Every record that follows should be written out again without any change.
───── DATA PROVIDED
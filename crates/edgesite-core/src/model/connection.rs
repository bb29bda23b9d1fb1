// ── Connection types ──
//
// The hardware / virtual-appliance family of a site. Fixed for the
// lifetime of the site; it determines which interface slot backs the
// native range by default and whether a different slot may be chosen.

use serde::{Deserialize, Serialize};
use strum::{Display, EnumIter, EnumString, IntoEnumIterator};

use super::slot::SlotIndex;

/// Site connection type as reported and accepted by the control-plane.
#[derive(
    Debug, Clone, Copy, PartialEq, Eq, Hash, Serialize, Deserialize, Display, EnumString, EnumIter,
)]
pub enum ConnectionType {
    #[serde(rename = "SOCKET_X1500")]
    #[strum(serialize = "SOCKET_X1500")]
    SocketX1500,
    #[serde(rename = "SOCKET_X1600")]
    #[strum(serialize = "SOCKET_X1600")]
    SocketX1600,
    #[serde(rename = "SOCKET_X1600_LTE")]
    #[strum(serialize = "SOCKET_X1600_LTE")]
    SocketX1600Lte,
    #[serde(rename = "SOCKET_X1700")]
    #[strum(serialize = "SOCKET_X1700")]
    SocketX1700,
    #[serde(rename = "SOCKET_AWS1500")]
    #[strum(serialize = "SOCKET_AWS1500")]
    SocketAws1500,
    #[serde(rename = "SOCKET_AZ1500")]
    #[strum(serialize = "SOCKET_AZ1500")]
    SocketAz1500,
    #[serde(rename = "SOCKET_ESX1500")]
    #[strum(serialize = "SOCKET_ESX1500")]
    SocketEsx1500,
    #[serde(rename = "SOCKET_GCP1500")]
    #[strum(serialize = "SOCKET_GCP1500")]
    SocketGcp1500,
}

/// Static per-connection-type facts.
#[derive(Debug, Clone, Copy, PartialEq, Eq)]
pub struct ConnectionProfile {
    /// The physical family this type belongs to (itself for physical models).
    pub family: ConnectionType,
    /// Slot that holds the native range on a freshly provisioned site.
    pub default_slot: &'static str,
    /// Whether the native range may be placed on a slot other than
    /// `default_slot`.
    pub slot_selectable: bool,
}

impl ConnectionType {
    /// Lookup table of default slots and slot selectability.
    pub const fn profile(self) -> ConnectionProfile {
        match self {
            Self::SocketX1500 => ConnectionProfile {
                family: Self::SocketX1500,
                default_slot: "LAN1",
                slot_selectable: false,
            },
            Self::SocketX1600 => ConnectionProfile {
                family: Self::SocketX1600,
                default_slot: "INT_5",
                slot_selectable: true,
            },
            Self::SocketX1600Lte => ConnectionProfile {
                family: Self::SocketX1600Lte,
                default_slot: "INT_5",
                slot_selectable: true,
            },
            Self::SocketX1700 => ConnectionProfile {
                family: Self::SocketX1700,
                default_slot: "INT_3",
                slot_selectable: true,
            },
            Self::SocketAws1500 | Self::SocketAz1500 | Self::SocketGcp1500 => ConnectionProfile {
                family: Self::SocketX1500,
                default_slot: "LAN1",
                slot_selectable: false,
            },
            // vSphere appliances expose every vNIC as a selectable slot.
            Self::SocketEsx1500 => ConnectionProfile {
                family: Self::SocketX1500,
                default_slot: "LAN1",
                slot_selectable: true,
            },
        }
    }

    /// The documented default slot for this connection type.
    pub fn default_slot(self) -> SlotIndex {
        SlotIndex::from_static(self.profile().default_slot)
    }

    pub const fn slot_selectable(self) -> bool {
        self.profile().slot_selectable
    }

    pub const fn is_virtual(self) -> bool {
        matches!(
            self,
            Self::SocketAws1500 | Self::SocketAz1500 | Self::SocketEsx1500 | Self::SocketGcp1500
        )
    }

    /// Connection types on which an explicit slot may be requested.
    pub fn selectable() -> impl Iterator<Item = Self> {
        Self::iter().filter(|ct| ct.slot_selectable())
    }
}

#[cfg(test)]
mod tests {
    use super::*;

    #[test]
    fn default_slots_follow_hardware_family() {
        assert_eq!(ConnectionType::SocketX1500.default_slot().to_string(), "LAN1");
        assert_eq!(ConnectionType::SocketX1600.default_slot().to_string(), "INT_5");
        assert_eq!(ConnectionType::SocketX1600Lte.default_slot().to_string(), "INT_5");
        assert_eq!(ConnectionType::SocketX1700.default_slot().to_string(), "INT_3");
        for ct in [
            ConnectionType::SocketAws1500,
            ConnectionType::SocketAz1500,
            ConnectionType::SocketEsx1500,
            ConnectionType::SocketGcp1500,
        ] {
            assert!(ct.is_virtual());
            assert_eq!(ct.profile().family, ConnectionType::SocketX1500);
            assert_eq!(ct.default_slot().to_string(), "LAN1");
        }
    }

    #[test]
    fn selectable_types() {
        let selectable: Vec<_> = ConnectionType::selectable().collect();
        assert_eq!(
            selectable,
            vec![
                ConnectionType::SocketX1600,
                ConnectionType::SocketX1600Lte,
                ConnectionType::SocketX1700,
                ConnectionType::SocketEsx1500,
            ]
        );
    }

    #[test]
    fn wire_names_round_trip_through_strum_and_serde() {
        for ct in ConnectionType::iter() {
            let text = ct.to_string();
            assert_eq!(text.parse::<ConnectionType>().ok(), Some(ct));
            let json = serde_json::to_string(&ct).ok();
            assert_eq!(json, Some(format!("\"{text}\"")));
        }
        assert!("SOCKET_X9000".parse::<ConnectionType>().is_err());
    }
}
──────────
- **ANSWER TO THIS PROBLEM**
filename crates/edgesite-core/src/model/connection.rs
repository bb29bda23b9d1fb1
// ── Connection types ──
//
// The hardware / virtual-appliance family of a site. Fixed for the
// lifetime of the site; it determines which interface slot backs the
// native range by default and whether a different slot may be chosen.

use serde::{Deserialize, Serialize};
use strum::{Display, EnumIter, EnumString, IntoEnumIterator};

use super::slot::SlotIndex;

/// Site connection type as reported and accepted by the control-plane.
#[derive(
    Debug, Clone, Copy, PartialEq, Eq, Hash, Serialize, Deserialize, Display, EnumString, EnumIter,
)]
pub enum ConnectionType {
    #[serde(rename = "SOCKET_X1500")]
    #[strum(serialize = "SOCKET_X1500")]
    SocketX1500,
    #[serde(rename = "SOCKET_X1600")]
    #[strum(serialize = "SOCKET_X1600")]
    SocketX1600,
    #[serde(rename = "SOCKET_X1600_LTE")]
    #[strum(serialize = "SOCKET_X1600_LTE")]
    SocketX1600Lte,
    #[serde(rename = "SOCKET_X1700")]
    #[strum(serialize = "SOCKET_X1700")]
    SocketX1700,
    #[serde(rename = "SOCKET_AWS1500")]
    #[strum(serialize = "SOCKET_AWS1500")]
    SocketAws1500,
    #[serde(rename = "SOCKET_AZ1500")]
    #[strum(serialize = "SOCKET_AZ1500")]
    SocketAz1500,
    #[serde(rename = "SOCKET_ESX1500")]
    #[strum(serialize = "SOCKET_ESX1500")]
    SocketEsx1500,
    #[serde(rename = "SOCKET_GCP1500")]
    #[strum(serialize = "SOCKET_GCP1500")]
    SocketGcp1500,
}

/// Static per-connection-type facts.
#[derive(Debug, Clone, Copy, PartialEq, Eq)]
pub struct ConnectionProfile {
    /// The physical family this type belongs to (itself for physical models).
    pub family: ConnectionType,
    /// Slot that holds the native range on a freshly provisioned site.
    pub default_slot: &'static str,
    /// Whether the native range may be placed on a slot other than
    /// `default_slot`.
    pub slot_selectable: bool,
}

impl ConnectionType {
    /// Lookup table of default slots and slot selectability.
    pub const fn profile(self) -> ConnectionProfile {
        match self {
            Self::SocketX1500 => ConnectionProfile {
                family: Self::SocketX1500,
                default_slot: "LAN1",
                slot_selectable: false,
            },
            Self::SocketX1600 => ConnectionProfile {
                family: Self::SocketX1600,
                default_slot: "INT_5",
                slot_selectable: true,
            },
            Self::SocketX1600Lte => ConnectionProfile {
                family: Self::SocketX1600Lte,
                default_slot: "INT_5",
                slot_selectable: true,
            },
            Self::SocketX1700 => ConnectionProfile {
                family: Self::SocketX1700,
                default_slot: "INT_3",
                slot_selectable: true,
            },
            Self::SocketAws1500 | Self::SocketAz1500 | Self::SocketGcp1500 => ConnectionProfile {
                family: Self::SocketX1500,
                default_slot: "LAN1",
                slot_selectable: false,
            },
            // vSphere appliances expose every vNIC as a selectable slot.
            Self::SocketEsx1500 => ConnectionProfile {
                family: Self::SocketX1500,
                default_slot: "LAN1",
                slot_selectable: true,
            },
        }
    }

    /// The documented default slot for this connection type.
    pub fn default_slot(self) -> SlotIndex {
        SlotIndex::from_static(self.profile().default_slot)
    }

    pub const fn slot_selectable(self) -> bool {
        self.profile().slot_selectable
    }

    pub const fn is_virtual(self) -> bool {
        matches!(
            self,
            Self::SocketAws1500 | Self::SocketAz1500 | Self::SocketEsx1500 | Self::SocketGcp1500
        )
    }

    /// Connection types on which an explicit slot may be requested.
    pub fn selectable() -> impl Iterator<Item = Self> {
        Self::iter().filter(|ct| ct.slot_selectable())
    }
}

#[cfg(test)]
mod tests {
    use super::*;

    #[test]
    fn default_slots_follow_hardware_family() {
        assert_eq!(ConnectionType::SocketX1500.default_slot().to_string(), "LAN1");
        assert_eq!(ConnectionType::SocketX1600.default_slot().to_string(), "INT_5");
        assert_eq!(ConnectionType::SocketX1600Lte.default_slot().to_string(), "INT_5");
        assert_eq!(ConnectionType::SocketX1700.default_slot().to_string(), "INT_3");
        for ct in [
            ConnectionType::SocketAws1500,
            ConnectionType::SocketAz1500,
            ConnectionType::SocketEsx1500,
            ConnectionType::SocketGcp1500,
        ] {
            assert!(ct.is_virtual());
            assert_eq!(ct.profile().family, ConnectionType::SocketX1500);
            assert_eq!(ct.default_slot().to_string(), "LAN1");
        }
    }

    #[test]
    fn selectable_types() {
        let selectable: Vec<_> = ConnectionType::selectable().collect();
        assert_eq!(
            selectable,
            vec![
                ConnectionType::SocketX1600,
                ConnectionType::SocketX1600Lte,
                ConnectionType::SocketX1700,
                ConnectionType::SocketEsx1500,
            ]
        );
    }

    #[test]
    fn wire_names_round_trip_through_strum_and_serde() {
        for ct in ConnectionType::iter() {
            let text = ct.to_string();
            assert_eq!(text.parse::<ConnectionType>().ok(), Some(ct));
            let json = serde_json::to_string(&ct).ok();
            assert_eq!(json, Some(format!("\"{text}\"")));
        }
        assert!("SOCKET_X9000".parse::<ConnectionType>().is_err());
    }
}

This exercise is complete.